Aim of the task:
Please look for the string "Faster" below and report every line in which it occurs.

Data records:
□ □ □ □

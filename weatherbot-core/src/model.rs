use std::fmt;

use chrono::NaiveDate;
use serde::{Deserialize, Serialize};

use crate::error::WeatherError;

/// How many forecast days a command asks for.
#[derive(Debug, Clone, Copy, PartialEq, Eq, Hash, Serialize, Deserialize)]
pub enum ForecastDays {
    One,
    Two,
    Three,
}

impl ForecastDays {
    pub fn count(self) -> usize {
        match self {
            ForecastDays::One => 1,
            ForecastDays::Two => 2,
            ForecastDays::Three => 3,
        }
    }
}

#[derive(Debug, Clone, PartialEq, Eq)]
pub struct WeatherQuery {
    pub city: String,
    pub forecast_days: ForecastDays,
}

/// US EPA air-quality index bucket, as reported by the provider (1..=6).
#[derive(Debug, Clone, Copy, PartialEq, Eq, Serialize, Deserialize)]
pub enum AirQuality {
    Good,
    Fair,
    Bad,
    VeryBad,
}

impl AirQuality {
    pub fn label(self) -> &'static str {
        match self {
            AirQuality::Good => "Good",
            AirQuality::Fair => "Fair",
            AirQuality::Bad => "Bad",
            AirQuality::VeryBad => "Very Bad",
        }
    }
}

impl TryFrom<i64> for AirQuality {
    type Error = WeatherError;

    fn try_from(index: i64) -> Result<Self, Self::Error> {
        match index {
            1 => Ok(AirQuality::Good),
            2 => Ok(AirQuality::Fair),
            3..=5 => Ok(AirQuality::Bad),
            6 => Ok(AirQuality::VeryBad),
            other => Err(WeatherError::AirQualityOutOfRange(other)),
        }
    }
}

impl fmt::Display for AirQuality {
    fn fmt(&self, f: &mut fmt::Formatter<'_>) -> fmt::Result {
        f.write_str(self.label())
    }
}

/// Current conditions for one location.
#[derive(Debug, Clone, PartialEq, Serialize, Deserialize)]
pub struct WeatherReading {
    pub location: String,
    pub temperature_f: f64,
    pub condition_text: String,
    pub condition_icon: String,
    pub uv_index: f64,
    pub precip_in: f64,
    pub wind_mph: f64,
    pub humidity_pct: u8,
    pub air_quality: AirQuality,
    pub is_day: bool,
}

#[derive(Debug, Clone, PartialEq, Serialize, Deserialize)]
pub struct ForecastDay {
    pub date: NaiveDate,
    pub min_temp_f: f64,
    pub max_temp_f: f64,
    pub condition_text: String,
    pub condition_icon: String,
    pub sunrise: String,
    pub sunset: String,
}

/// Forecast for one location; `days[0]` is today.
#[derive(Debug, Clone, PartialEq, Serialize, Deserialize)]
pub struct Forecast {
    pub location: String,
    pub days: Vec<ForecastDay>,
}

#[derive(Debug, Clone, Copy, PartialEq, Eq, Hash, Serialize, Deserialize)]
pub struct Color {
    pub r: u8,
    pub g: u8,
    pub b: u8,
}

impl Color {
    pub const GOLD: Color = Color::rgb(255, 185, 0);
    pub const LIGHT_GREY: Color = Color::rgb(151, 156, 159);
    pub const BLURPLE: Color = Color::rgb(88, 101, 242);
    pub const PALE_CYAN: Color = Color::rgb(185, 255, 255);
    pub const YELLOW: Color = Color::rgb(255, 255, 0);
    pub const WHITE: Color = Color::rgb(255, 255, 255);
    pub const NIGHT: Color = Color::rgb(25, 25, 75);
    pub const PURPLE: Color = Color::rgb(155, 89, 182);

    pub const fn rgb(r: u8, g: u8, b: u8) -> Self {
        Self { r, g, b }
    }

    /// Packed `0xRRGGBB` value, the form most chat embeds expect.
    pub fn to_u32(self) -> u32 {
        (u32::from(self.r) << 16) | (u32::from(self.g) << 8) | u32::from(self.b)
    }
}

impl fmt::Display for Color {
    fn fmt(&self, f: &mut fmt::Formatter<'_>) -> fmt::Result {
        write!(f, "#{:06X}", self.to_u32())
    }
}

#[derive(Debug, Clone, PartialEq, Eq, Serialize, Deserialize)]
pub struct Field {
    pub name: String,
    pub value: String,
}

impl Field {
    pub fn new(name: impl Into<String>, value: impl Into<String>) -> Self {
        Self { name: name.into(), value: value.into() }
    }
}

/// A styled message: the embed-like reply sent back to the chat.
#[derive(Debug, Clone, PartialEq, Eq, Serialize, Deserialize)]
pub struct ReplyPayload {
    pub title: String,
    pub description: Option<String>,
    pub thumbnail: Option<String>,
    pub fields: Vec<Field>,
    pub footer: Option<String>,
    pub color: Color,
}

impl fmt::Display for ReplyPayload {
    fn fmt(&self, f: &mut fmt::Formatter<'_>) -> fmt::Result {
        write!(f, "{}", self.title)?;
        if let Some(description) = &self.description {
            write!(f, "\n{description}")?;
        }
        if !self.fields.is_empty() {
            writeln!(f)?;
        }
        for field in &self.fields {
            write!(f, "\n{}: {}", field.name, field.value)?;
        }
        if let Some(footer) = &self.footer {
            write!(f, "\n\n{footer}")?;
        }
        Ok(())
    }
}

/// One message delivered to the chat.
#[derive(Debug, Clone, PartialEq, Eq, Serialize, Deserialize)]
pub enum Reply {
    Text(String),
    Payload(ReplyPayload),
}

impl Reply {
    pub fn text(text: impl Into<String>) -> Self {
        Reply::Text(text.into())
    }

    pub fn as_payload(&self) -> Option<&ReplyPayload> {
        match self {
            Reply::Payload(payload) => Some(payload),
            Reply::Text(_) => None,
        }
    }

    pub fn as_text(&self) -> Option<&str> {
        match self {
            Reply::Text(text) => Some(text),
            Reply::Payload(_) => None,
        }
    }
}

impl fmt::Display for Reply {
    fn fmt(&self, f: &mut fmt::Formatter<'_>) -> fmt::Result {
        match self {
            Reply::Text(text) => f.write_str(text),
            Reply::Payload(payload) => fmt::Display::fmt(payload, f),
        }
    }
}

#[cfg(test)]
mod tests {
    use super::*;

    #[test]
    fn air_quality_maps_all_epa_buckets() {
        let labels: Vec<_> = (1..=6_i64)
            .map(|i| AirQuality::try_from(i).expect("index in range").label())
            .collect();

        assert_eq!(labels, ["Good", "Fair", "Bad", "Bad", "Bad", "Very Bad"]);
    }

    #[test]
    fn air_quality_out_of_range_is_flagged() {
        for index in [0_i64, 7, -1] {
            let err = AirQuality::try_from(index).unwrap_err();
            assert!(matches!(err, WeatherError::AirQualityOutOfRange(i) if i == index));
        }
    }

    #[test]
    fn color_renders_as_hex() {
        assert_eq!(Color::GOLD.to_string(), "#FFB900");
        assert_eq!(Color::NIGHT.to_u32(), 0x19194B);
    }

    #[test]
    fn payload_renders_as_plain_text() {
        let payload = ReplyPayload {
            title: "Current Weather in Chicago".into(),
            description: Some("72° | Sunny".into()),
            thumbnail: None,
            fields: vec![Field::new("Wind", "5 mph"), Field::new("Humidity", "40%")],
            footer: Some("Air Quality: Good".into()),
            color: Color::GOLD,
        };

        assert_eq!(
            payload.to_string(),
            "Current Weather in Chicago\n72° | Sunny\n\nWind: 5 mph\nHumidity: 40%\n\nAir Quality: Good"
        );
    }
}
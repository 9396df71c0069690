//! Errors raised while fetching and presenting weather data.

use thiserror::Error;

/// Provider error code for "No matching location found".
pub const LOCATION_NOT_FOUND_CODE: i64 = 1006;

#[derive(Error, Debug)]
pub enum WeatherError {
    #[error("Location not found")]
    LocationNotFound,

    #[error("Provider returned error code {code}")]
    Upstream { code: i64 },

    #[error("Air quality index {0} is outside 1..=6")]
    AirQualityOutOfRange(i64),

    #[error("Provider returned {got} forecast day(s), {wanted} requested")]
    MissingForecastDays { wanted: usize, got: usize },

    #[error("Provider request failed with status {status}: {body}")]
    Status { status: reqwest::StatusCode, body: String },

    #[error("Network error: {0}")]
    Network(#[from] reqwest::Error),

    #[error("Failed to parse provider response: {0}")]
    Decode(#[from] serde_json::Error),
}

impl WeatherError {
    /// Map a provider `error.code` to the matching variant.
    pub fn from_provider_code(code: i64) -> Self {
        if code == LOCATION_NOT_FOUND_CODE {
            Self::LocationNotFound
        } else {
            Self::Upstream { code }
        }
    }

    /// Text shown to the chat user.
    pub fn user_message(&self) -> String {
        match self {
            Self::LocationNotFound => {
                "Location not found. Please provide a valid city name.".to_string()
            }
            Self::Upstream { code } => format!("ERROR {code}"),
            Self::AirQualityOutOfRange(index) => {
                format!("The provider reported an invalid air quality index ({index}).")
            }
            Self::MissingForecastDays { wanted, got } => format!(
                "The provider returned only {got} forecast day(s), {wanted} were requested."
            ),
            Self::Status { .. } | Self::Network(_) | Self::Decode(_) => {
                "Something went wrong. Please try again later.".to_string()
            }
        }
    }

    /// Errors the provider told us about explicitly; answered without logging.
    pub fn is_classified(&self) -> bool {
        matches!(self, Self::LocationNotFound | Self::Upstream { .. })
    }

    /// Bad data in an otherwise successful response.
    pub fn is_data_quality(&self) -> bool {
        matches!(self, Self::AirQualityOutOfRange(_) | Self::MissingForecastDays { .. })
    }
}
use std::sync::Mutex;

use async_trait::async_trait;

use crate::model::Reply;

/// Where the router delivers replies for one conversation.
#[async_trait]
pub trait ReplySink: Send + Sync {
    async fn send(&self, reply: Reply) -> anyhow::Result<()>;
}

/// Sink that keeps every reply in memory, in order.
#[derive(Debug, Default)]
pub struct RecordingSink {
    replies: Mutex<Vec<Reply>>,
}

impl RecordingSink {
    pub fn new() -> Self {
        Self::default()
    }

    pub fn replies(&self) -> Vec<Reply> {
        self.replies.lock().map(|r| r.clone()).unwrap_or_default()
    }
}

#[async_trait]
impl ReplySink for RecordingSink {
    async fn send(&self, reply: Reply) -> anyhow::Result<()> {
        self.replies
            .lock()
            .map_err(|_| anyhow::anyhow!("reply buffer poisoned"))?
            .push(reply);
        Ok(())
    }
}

□ □ □ □

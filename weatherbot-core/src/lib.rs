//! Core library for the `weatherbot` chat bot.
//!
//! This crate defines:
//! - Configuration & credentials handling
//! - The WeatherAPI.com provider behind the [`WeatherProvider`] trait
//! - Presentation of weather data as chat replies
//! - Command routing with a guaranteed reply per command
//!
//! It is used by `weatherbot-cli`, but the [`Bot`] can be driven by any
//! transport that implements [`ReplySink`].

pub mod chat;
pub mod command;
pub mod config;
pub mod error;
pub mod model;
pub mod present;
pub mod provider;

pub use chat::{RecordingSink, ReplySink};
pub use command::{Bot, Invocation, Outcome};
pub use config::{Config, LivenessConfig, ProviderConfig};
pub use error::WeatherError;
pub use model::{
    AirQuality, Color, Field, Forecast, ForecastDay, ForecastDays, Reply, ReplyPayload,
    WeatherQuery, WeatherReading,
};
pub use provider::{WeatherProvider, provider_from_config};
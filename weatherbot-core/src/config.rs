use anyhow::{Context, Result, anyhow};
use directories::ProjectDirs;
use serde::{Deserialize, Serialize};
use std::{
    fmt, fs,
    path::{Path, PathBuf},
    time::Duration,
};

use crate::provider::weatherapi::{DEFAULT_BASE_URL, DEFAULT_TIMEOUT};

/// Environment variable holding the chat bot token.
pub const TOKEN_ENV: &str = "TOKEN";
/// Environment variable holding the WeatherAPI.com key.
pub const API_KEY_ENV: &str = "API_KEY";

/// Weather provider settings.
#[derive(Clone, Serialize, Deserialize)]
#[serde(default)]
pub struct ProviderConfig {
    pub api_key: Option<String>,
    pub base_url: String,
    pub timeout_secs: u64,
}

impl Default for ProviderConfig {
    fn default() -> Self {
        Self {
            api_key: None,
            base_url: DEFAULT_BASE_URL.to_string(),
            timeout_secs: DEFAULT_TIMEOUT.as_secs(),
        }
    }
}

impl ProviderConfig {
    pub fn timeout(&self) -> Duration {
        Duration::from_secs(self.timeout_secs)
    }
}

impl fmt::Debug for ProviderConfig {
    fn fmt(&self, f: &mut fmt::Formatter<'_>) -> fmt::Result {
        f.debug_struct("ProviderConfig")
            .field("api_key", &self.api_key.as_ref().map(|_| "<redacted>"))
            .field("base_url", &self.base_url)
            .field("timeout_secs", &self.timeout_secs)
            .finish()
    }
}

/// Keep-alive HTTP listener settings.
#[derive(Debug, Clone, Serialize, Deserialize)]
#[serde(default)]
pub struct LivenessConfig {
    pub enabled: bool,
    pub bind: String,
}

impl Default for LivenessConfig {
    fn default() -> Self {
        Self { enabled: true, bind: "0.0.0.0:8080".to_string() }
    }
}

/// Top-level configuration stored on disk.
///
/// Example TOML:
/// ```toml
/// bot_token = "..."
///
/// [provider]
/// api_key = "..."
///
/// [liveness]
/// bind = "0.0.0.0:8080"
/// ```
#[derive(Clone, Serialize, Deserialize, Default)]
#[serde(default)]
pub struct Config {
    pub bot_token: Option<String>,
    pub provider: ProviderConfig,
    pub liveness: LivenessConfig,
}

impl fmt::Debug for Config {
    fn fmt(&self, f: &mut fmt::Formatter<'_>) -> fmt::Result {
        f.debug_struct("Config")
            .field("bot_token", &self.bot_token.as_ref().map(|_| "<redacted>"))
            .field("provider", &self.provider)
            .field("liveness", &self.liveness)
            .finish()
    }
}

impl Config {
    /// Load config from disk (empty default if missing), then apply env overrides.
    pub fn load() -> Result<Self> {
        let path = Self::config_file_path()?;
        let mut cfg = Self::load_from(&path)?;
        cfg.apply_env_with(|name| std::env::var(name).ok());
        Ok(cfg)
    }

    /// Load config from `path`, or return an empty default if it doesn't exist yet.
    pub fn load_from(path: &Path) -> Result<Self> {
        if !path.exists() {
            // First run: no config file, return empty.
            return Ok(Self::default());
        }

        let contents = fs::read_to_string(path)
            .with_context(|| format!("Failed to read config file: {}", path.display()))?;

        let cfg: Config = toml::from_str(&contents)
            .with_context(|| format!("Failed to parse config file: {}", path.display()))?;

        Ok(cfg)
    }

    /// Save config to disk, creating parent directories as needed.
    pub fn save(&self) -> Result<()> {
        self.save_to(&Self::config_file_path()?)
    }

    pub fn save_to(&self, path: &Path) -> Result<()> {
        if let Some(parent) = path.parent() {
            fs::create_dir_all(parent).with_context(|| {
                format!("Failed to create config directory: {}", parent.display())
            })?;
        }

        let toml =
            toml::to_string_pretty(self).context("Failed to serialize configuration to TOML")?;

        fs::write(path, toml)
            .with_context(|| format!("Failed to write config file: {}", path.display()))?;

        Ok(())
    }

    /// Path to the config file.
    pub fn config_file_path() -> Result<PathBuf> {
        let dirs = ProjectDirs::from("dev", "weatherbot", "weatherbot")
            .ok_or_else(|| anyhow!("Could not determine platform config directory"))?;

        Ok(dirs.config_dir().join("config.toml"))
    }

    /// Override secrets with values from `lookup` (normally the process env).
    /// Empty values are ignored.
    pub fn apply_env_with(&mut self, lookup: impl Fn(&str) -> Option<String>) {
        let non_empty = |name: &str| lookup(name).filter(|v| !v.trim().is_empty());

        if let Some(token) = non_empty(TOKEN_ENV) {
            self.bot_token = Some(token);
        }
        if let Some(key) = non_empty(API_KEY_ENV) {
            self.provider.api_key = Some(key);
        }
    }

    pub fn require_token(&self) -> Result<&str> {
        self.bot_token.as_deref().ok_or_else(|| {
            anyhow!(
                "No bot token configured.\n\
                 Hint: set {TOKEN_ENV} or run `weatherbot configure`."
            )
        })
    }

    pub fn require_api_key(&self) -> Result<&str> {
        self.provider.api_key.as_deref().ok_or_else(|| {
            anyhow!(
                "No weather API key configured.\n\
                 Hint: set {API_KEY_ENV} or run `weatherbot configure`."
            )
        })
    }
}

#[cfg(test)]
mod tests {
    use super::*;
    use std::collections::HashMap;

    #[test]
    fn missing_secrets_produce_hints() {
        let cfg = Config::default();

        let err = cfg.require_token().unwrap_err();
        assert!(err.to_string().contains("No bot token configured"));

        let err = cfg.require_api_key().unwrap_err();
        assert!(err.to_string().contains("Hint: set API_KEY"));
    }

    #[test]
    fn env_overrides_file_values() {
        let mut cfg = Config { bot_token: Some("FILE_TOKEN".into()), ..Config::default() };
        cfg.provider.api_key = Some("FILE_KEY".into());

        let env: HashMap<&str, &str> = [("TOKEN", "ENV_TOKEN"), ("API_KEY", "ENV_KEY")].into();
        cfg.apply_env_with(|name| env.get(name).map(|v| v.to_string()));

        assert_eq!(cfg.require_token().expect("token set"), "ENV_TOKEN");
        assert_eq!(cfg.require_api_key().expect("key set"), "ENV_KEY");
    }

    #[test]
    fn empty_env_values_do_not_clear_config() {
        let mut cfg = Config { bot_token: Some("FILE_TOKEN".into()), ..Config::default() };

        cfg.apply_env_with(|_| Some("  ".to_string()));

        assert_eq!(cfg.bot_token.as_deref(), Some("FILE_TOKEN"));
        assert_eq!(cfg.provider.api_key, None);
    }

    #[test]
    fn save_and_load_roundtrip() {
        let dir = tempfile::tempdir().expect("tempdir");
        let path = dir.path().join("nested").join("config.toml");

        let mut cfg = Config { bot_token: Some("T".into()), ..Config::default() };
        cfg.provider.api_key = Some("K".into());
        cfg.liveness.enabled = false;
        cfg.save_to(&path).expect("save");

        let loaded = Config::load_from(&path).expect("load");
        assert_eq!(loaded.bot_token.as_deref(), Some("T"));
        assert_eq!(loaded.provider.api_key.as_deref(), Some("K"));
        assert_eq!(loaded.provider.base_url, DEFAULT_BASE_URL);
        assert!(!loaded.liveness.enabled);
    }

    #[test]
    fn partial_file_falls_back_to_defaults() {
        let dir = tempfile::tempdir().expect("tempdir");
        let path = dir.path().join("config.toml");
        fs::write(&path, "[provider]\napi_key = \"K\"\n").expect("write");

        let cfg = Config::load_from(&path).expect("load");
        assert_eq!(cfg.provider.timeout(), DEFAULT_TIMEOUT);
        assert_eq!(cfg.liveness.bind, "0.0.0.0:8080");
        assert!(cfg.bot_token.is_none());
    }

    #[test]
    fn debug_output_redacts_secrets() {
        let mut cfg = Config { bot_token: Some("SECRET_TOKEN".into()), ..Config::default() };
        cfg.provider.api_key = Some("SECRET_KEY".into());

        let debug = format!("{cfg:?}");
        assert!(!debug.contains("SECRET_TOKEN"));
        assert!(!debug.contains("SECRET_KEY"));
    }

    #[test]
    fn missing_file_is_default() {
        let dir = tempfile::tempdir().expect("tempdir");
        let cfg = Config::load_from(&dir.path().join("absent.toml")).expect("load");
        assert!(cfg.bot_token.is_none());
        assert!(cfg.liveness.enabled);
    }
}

□ □ □ □

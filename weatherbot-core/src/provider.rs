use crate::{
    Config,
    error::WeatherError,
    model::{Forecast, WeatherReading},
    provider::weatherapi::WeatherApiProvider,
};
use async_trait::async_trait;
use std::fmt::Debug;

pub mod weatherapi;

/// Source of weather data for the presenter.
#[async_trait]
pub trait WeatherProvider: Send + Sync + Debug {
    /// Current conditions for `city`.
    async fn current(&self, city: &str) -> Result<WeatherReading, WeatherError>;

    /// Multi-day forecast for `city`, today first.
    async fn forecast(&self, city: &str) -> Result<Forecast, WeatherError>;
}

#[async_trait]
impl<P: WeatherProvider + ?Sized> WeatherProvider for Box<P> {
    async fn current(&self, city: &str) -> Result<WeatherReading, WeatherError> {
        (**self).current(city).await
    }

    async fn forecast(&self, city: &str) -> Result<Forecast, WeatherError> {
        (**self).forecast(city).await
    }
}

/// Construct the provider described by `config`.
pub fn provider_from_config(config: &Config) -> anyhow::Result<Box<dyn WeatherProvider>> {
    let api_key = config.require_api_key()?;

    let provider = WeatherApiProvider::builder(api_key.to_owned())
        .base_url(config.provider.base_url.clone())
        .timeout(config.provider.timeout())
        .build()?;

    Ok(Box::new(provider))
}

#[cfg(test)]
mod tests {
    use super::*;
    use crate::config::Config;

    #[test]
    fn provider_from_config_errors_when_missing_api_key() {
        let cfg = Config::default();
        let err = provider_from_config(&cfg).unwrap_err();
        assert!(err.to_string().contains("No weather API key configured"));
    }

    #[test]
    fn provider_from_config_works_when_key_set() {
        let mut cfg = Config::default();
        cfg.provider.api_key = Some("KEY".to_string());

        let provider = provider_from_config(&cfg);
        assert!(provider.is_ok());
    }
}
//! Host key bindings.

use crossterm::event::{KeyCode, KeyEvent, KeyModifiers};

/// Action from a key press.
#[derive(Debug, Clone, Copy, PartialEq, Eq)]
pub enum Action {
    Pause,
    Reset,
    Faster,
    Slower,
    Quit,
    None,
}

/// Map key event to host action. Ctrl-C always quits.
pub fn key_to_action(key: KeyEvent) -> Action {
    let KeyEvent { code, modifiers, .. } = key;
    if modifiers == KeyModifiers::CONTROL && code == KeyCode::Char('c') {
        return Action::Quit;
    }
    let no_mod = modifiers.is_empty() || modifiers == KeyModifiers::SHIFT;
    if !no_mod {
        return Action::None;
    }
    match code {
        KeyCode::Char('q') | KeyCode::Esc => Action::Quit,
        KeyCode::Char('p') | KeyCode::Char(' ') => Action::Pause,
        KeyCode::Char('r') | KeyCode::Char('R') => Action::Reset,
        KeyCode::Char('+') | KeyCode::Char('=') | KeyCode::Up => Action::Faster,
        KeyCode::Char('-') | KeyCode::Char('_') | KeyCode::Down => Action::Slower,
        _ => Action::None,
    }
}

□ □ □ □

Result for this exercise:
    Faster,
        KeyCode::Char('+') | KeyCode::Char('=') | KeyCode::Up => Action::Faster,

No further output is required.